No aramaico bíblico, termos paralelos aparecem em Daniel e Esdras, ainda que com menor densidade teológica. Já na tradição rabínica, a distinção entre o tolo ingênuo e o ímpio endurecido se mantém: o primeiro pode ser instruído; o segundo, apenas punido. A sabedoria rabínica prolonga o contraste veterotestamentário entre ḥakham (sábio) e kesîl, interpretando-o como a diferença entre quem teme a Torá e quem a despreza.

No Novo Testamento, a tolice adquire dimensão cristológica e escatológica. O termo áphrōn (ἄφρων) designa o insensato que vive sem discernimento espiritual, ignorando a vontade de Deus. Jesus o aplica ao rico que acumula bens, mas perde a própria alma (Lc 12:20), e Paulo o contrapõe ao sábio que remi o tempo e age segundo o Espírito (Ef 5:15–17). O vocábulo mōrós (μωρός) — de onde deriva moria (μωρία), “loucura” — denota o tolo estúpido, o insensível às exigências do Reino. Nas parábolas de Jesus, as virgens mōrai (Mt 25:2–8) são as imprudentes que, por negligência, perdem a hora do Esposo, imagem do juízo final.

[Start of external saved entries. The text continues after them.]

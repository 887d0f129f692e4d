use rand::rngs::StdRng;
use rand::Rng;

use super::activation::{sigmoid, sigmoid_backward, tanh, tanh_backward};
use super::dropout::Dropout;
use super::layer::Module;
use super::linear::LinearT;
use super::param::Param;
use crate::data::PackedSequence;
use crate::math::Matrix;

/// Single GRU cell.
///
/// ```text
/// r  = σ(x·W_ir + b_ir + h·W_hr + b_hr)
/// z  = σ(x·W_iz + b_iz + h·W_hz + b_hz)
/// n  = tanh(x·W_in + b_in + r ⊙ (h·W_hn + b_hn))
/// h' = (1 - z) ⊙ n + z ⊙ h
/// ```
pub struct GruCell {
    pub w_ir: LinearT,
    pub w_iz: LinearT,
    pub w_in: LinearT,
    pub w_hr: LinearT,
    pub w_hz: LinearT,
    pub w_hn: LinearT,
    input_dim: usize,
    hidden_dim: usize,
}

/// Everything one cell step needs to be differentiated later.
#[derive(Clone, Debug)]
pub struct GruStepCache {
    x: Matrix,
    h_prev: Matrix,
    r: Matrix,
    z: Matrix,
    n: Matrix,
    hn: Matrix,
}

impl GruCell {
    /// All weights and biases drawn from `U(-1/sqrt(hidden), 1/sqrt(hidden))`.
    pub fn new<R: Rng + ?Sized>(input_dim: usize, hidden_dim: usize, rng: &mut R) -> Self {
        let k = 1.0 / (hidden_dim.max(1) as f32).sqrt();
        Self {
            w_ir: LinearT::new_uniform(input_dim, hidden_dim, k, rng),
            w_iz: LinearT::new_uniform(input_dim, hidden_dim, k, rng),
            w_in: LinearT::new_uniform(input_dim, hidden_dim, k, rng),
            w_hr: LinearT::new_uniform(hidden_dim, hidden_dim, k, rng),
            w_hz: LinearT::new_uniform(hidden_dim, hidden_dim, k, rng),
            w_hn: LinearT::new_uniform(hidden_dim, hidden_dim, k, rng),
            input_dim,
            hidden_dim,
        }
    }

    pub fn input_dim(&self) -> usize {
        self.input_dim
    }

    pub fn hidden_dim(&self) -> usize {
        self.hidden_dim
    }

    /// Advance `h_prev` (rows = batch) by one input `x`.
    pub fn step(&self, x: &Matrix, h_prev: &Matrix) -> (Matrix, GruStepCache) {
        let mut r = self.w_ir.forward(x).add(&self.w_hr.forward(h_prev));
        sigmoid(&mut r);
        let mut z = self.w_iz.forward(x).add(&self.w_hz.forward(h_prev));
        sigmoid(&mut z);
        let hn = self.w_hn.forward(h_prev);
        let mut n = self.w_in.forward(x).add(&r.mul(&hn));
        tanh(&mut n);
        let h = n.add(&z.mul(&h_prev.sub(&n)));
        let cache = GruStepCache {
            x: x.clone(),
            h_prev: h_prev.clone(),
            r,
            z,
            n,
            hn,
        };
        (h, cache)
    }

    /// Given `dL/dh'`, accumulate weight gradients and return
    /// `(dL/dx, dL/dh_prev)`.
    pub fn backward(&mut self, cache: &GruStepCache, dh: &Matrix) -> (Matrix, Matrix) {
        let mut dn = dh.mul(&cache.z.map(|z| 1.0 - z));
        tanh_backward(&mut dn, &cache.n);
        let mut dz = dh.mul(&cache.h_prev.sub(&cache.n));
        sigmoid_backward(&mut dz, &cache.z);
        let d_hn = dn.mul(&cache.r);
        let mut dr = dn.mul(&cache.hn);
        sigmoid_backward(&mut dr, &cache.r);

        let mut dx = self.w_in.backward(&cache.x, &dn);
        dx.add_assign(&self.w_ir.backward(&cache.x, &dr));
        dx.add_assign(&self.w_iz.backward(&cache.x, &dz));

        let mut dh_prev = dh.mul(&cache.z);
        dh_prev.add_assign(&self.w_hn.backward(&cache.h_prev, &d_hn));
        dh_prev.add_assign(&self.w_hr.backward(&cache.h_prev, &dr));
        dh_prev.add_assign(&self.w_hz.backward(&cache.h_prev, &dz));
        (dx, dh_prev)
    }
}

impl Module for GruCell {
    fn parameters(&mut self) -> Vec<&mut Param> {
        let mut params = Vec::new();
        params.extend(self.w_ir.parameters());
        params.extend(self.w_iz.parameters());
        params.extend(self.w_in.parameters());
        params.extend(self.w_hr.parameters());
        params.extend(self.w_hz.parameters());
        params.extend(self.w_hn.parameters());
        params
    }
}

/// Multi-layer, optionally bidirectional GRU over batch rows.
///
/// Cells are stored direction-major: `cells[layer]` is the forward direction
/// of `layer` and, when bidirectional, `cells[num_layers + layer]` is its
/// backward direction. Final hidden states use the same order. Dropout sits
/// between layers only.
pub struct Gru {
    cells: Vec<GruCell>,
    input_size: usize,
    hidden_size: usize,
    num_layers: usize,
    bidirectional: bool,
    dropout: Dropout,
}

struct GruLayerCache {
    forward: Vec<GruStepCache>,
    backward: Vec<GruStepCache>,
    masks: Vec<Option<Matrix>>,
}

/// Per-call state of [`Gru::forward_packed`].
pub struct GruCache {
    layers: Vec<GruLayerCache>,
}

/// Per-call state of [`Gru::step`].
pub struct GruStackStepCache {
    cells: Vec<GruStepCache>,
    masks: Vec<Option<Matrix>>,
}

impl Gru {
    pub fn new<R: Rng + ?Sized>(
        input_size: usize,
        hidden_size: usize,
        num_layers: usize,
        bidirectional: bool,
        dropout_prob: f32,
        rng: &mut R,
    ) -> Self {
        let dirs = if bidirectional { 2 } else { 1 };
        let mut cells = Vec::with_capacity(num_layers * dirs);
        for _ in 0..dirs {
            for layer in 0..num_layers {
                let in_dim = if layer == 0 {
                    input_size
                } else {
                    hidden_size * dirs
                };
                cells.push(GruCell::new(in_dim, hidden_size, rng));
            }
        }
        Self {
            cells,
            input_size,
            hidden_size,
            num_layers,
            bidirectional,
            dropout: Dropout::new(dropout_prob),
        }
    }

    pub fn input_size(&self) -> usize {
        self.input_size
    }

    pub fn hidden_size(&self) -> usize {
        self.hidden_size
    }

    pub fn num_layers(&self) -> usize {
        self.num_layers
    }

    pub fn num_directions(&self) -> usize {
        if self.bidirectional {
            2
        } else {
            1
        }
    }

    pub fn cell(&self, direction: usize, layer: usize) -> &GruCell {
        &self.cells[direction * self.num_layers + layer]
    }

    pub fn cell_mut(&mut self, direction: usize, layer: usize) -> &mut GruCell {
        &mut self.cells[direction * self.num_layers + layer]
    }

    /// Run every layer and direction over a packed batch starting from zero
    /// hidden states.
    ///
    /// Returns the packed top-layer output (`num_directions * hidden_size`
    /// features per row), the final hidden state of every layer and direction
    /// (`batch × hidden_size` each, direction-major) and the cache for
    /// [`Gru::backward_packed`]. Inter-layer dropout is applied only when an
    /// rng is supplied.
    pub fn forward_packed(
        &self,
        input: &PackedSequence,
        mut rng: Option<&mut StdRng>,
    ) -> (PackedSequence, Vec<Matrix>, GruCache) {
        let batch = input.batch_size();
        let mut fwd_finals = Vec::with_capacity(self.num_layers);
        let mut bwd_finals = Vec::with_capacity(self.num_layers);
        let mut layers = Vec::with_capacity(self.num_layers);
        let mut steps = input.steps.clone();
        for layer in 0..self.num_layers {
            let (mut outputs, h_fwd, fwd_cache) =
                run_direction(self.cell(0, layer), &steps, batch, false);
            fwd_finals.push(h_fwd);
            let mut bwd_cache = Vec::new();
            if self.bidirectional {
                let (bwd_out, h_bwd, cache) =
                    run_direction(self.cell(1, layer), &steps, batch, true);
                outputs = outputs
                    .iter()
                    .zip(&bwd_out)
                    .map(|(f, b)| Matrix::hstack(f, b))
                    .collect();
                bwd_finals.push(h_bwd);
                bwd_cache = cache;
            }
            let mut masks = Vec::new();
            if layer + 1 < self.num_layers {
                for out in outputs.iter_mut() {
                    let (dropped, mask) = self.dropout.forward(out, rng.as_deref_mut());
                    *out = dropped;
                    masks.push(mask);
                }
            }
            layers.push(GruLayerCache {
                forward: fwd_cache,
                backward: bwd_cache,
                masks,
            });
            steps = outputs;
        }
        fwd_finals.extend(bwd_finals);
        let output = PackedSequence {
            steps,
            batch_sizes: input.batch_sizes.clone(),
        };
        (output, fwd_finals, GruCache { layers })
    }

    /// Back-propagate through a [`Gru::forward_packed`] call.
    ///
    /// `grad_output` holds one matrix per packed step, shaped like the
    /// forward output; `grad_final` one `batch × hidden_size` matrix per
    /// layer and direction. Returns the gradient with respect to the packed
    /// input steps.
    pub fn backward_packed(
        &mut self,
        cache: &GruCache,
        grad_output: &[Matrix],
        grad_final: &[Matrix],
    ) -> Vec<Matrix> {
        let h = self.hidden_size;
        let num_layers = self.num_layers;
        let mut grad = grad_output.to_vec();
        for layer in (0..num_layers).rev() {
            let lc = &cache.layers[layer];
            if !lc.masks.is_empty() {
                grad = grad
                    .iter()
                    .zip(&lc.masks)
                    .map(|(g, m)| Dropout::backward(g, m.as_ref()))
                    .collect();
            }
            if self.bidirectional {
                let fwd: Vec<Matrix> = grad.iter().map(|g| g.slice_cols(0, h)).collect();
                let bwd: Vec<Matrix> = grad.iter().map(|g| g.slice_cols(h, h)).collect();
                let mut dx = backprop_direction(
                    self.cell_mut(0, layer),
                    &lc.forward,
                    &fwd,
                    &grad_final[layer],
                    false,
                );
                let dx_bwd = backprop_direction(
                    self.cell_mut(1, layer),
                    &lc.backward,
                    &bwd,
                    &grad_final[num_layers + layer],
                    true,
                );
                for (a, b) in dx.iter_mut().zip(&dx_bwd) {
                    a.add_assign(b);
                }
                grad = dx;
            } else {
                grad = backprop_direction(
                    self.cell_mut(0, layer),
                    &lc.forward,
                    &grad,
                    &grad_final[layer],
                    false,
                );
            }
        }
        grad
    }

    /// Advance a unidirectional stack by one time step.
    ///
    /// `hidden` holds one `batch × hidden_size` matrix per layer. Returns the
    /// top-layer output, the new hidden states and the step cache.
    pub fn step(
        &self,
        x: &Matrix,
        hidden: &[Matrix],
        mut rng: Option<&mut StdRng>,
    ) -> (Matrix, Vec<Matrix>, GruStackStepCache) {
        assert!(!self.bidirectional, "step requires a unidirectional GRU");
        assert_eq!(hidden.len(), self.num_layers);
        let mut input = x.clone();
        let mut new_hidden = Vec::with_capacity(self.num_layers);
        let mut cells = Vec::with_capacity(self.num_layers);
        let mut masks = Vec::new();
        for (layer, h_prev) in hidden.iter().enumerate() {
            let (h, cache) = self.cells[layer].step(&input, h_prev);
            cells.push(cache);
            input = if layer + 1 < self.num_layers {
                let (dropped, mask) = self.dropout.forward(&h, rng.as_deref_mut());
                masks.push(mask);
                dropped
            } else {
                h.clone()
            };
            new_hidden.push(h);
        }
        (input, new_hidden, GruStackStepCache { cells, masks })
    }

    /// Back-propagate one [`Gru::step`].
    ///
    /// `grad_top` is the gradient reaching the top-layer output from above;
    /// `grad_hidden` the gradient reaching each new hidden state from later
    /// steps. Returns `(dL/dx, dL/dhidden_prev)`.
    pub fn step_backward(
        &mut self,
        cache: &GruStackStepCache,
        grad_top: &Matrix,
        grad_hidden: &[Matrix],
    ) -> (Matrix, Vec<Matrix>) {
        let mut grad_prev = vec![Matrix::zeros(0, 0); self.num_layers];
        let mut grad_out = grad_top.clone();
        for layer in (0..self.num_layers).rev() {
            let mut dh = grad_hidden[layer].clone();
            dh.add_assign(&grad_out);
            let (dx, dh_prev) = self.cells[layer].backward(&cache.cells[layer], &dh);
            grad_prev[layer] = dh_prev;
            grad_out = if layer > 0 {
                Dropout::backward(&dx, cache.masks[layer - 1].as_ref())
            } else {
                dx
            };
        }
        (grad_out, grad_prev)
    }
}

impl Module for Gru {
    fn parameters(&mut self) -> Vec<&mut Param> {
        self.cells.iter_mut().flat_map(|c| c.parameters()).collect()
    }
}

/// One direction of one layer over packed steps. Only the first
/// `steps[t].rows` rows of the running hidden state advance at step `t`.
fn run_direction(
    cell: &GruCell,
    steps: &[Matrix],
    batch: usize,
    reverse: bool,
) -> (Vec<Matrix>, Matrix, Vec<GruStepCache>) {
    let mut h = Matrix::zeros(batch, cell.hidden_dim());
    let mut outputs = Vec::with_capacity(steps.len());
    let mut caches = Vec::with_capacity(steps.len());
    let order: Vec<usize> = if reverse {
        (0..steps.len()).rev().collect()
    } else {
        (0..steps.len()).collect()
    };
    for t in order {
        let x = &steps[t];
        let (h_new, cache) = cell.step(x, &h.top_rows(x.rows));
        h.set_top_rows(&h_new);
        outputs.push(h_new);
        caches.push(cache);
    }
    if reverse {
        outputs.reverse();
        caches.reverse();
    }
    (outputs, h, caches)
}

/// Reverse of [`run_direction`]: walk the steps in the opposite order,
/// carrying `dL/dh` for the whole batch.
fn backprop_direction(
    cell: &mut GruCell,
    caches: &[GruStepCache],
    grads: &[Matrix],
    grad_final: &Matrix,
    reverse: bool,
) -> Vec<Matrix> {
    let mut dh = grad_final.clone();
    let mut dx = vec![Matrix::zeros(0, 0); caches.len()];
    let order: Vec<usize> = if reverse {
        (0..caches.len()).collect()
    } else {
        (0..caches.len()).rev().collect()
    };
    for t in order {
        let mut dh_t = dh.top_rows(grads[t].rows);
        dh_t.add_assign(&grads[t]);
        let (dx_t, dh_prev) = cell.backward(&caches[t], &dh_t);
        dh.set_top_rows(&dh_prev);
        dx[t] = dx_t;
    }
    dx
}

Paulo inverte a lógica humana ao chamar de “loucura” (moria) a sabedoria de Deus revelada na cruz (1Co 1:18–25). A cruz, sinal de escândalo e irracionalidade aos olhos do mundo, é, para a fé, a verdadeira sabedoria. A oposição entre sabedoria e tolice culmina, assim, na revelação cristã: a verdadeira sophia (σοφία) é Cristo crucificado; a verdadeira moria é rejeitá-lo.

Na teologia bíblica, o tolo não é o desprovido de razão, mas o desprovido de temor — aquele que confunde autonomia com liberdade e ignora o limite imposto pela sabedoria divina. A tolice é, portanto, uma desordem do coração, um distúrbio ético e espiritual que conduz à morte. O sábio vive sob o yir’at YHWH (יִרְאַת יְהוָה), o “temor do Senhor”; o tolo, sob a ilusão de autossuficiência. Entre ambos, estende-se o drama da liberdade humana diante da revelação: escolher a sabedoria é escolher a vida; persistir na tolice é escolher a perdição.

Néscio

No Hebraico Bíblico, diversos termos são empregados, cada um com nuances distintas que a tradução portuguesa “néscio” por vezes unifica. Os mais proeminentes, notadamente no livro de Provérbios, são:

1. ’ěwîl (אֱוִיל): indica o tolo ou insensato que é teimoso, arrogante, e frequentemente despreza a sabedoria e se compraz na loucura, sendo o mais comum em Provérbios.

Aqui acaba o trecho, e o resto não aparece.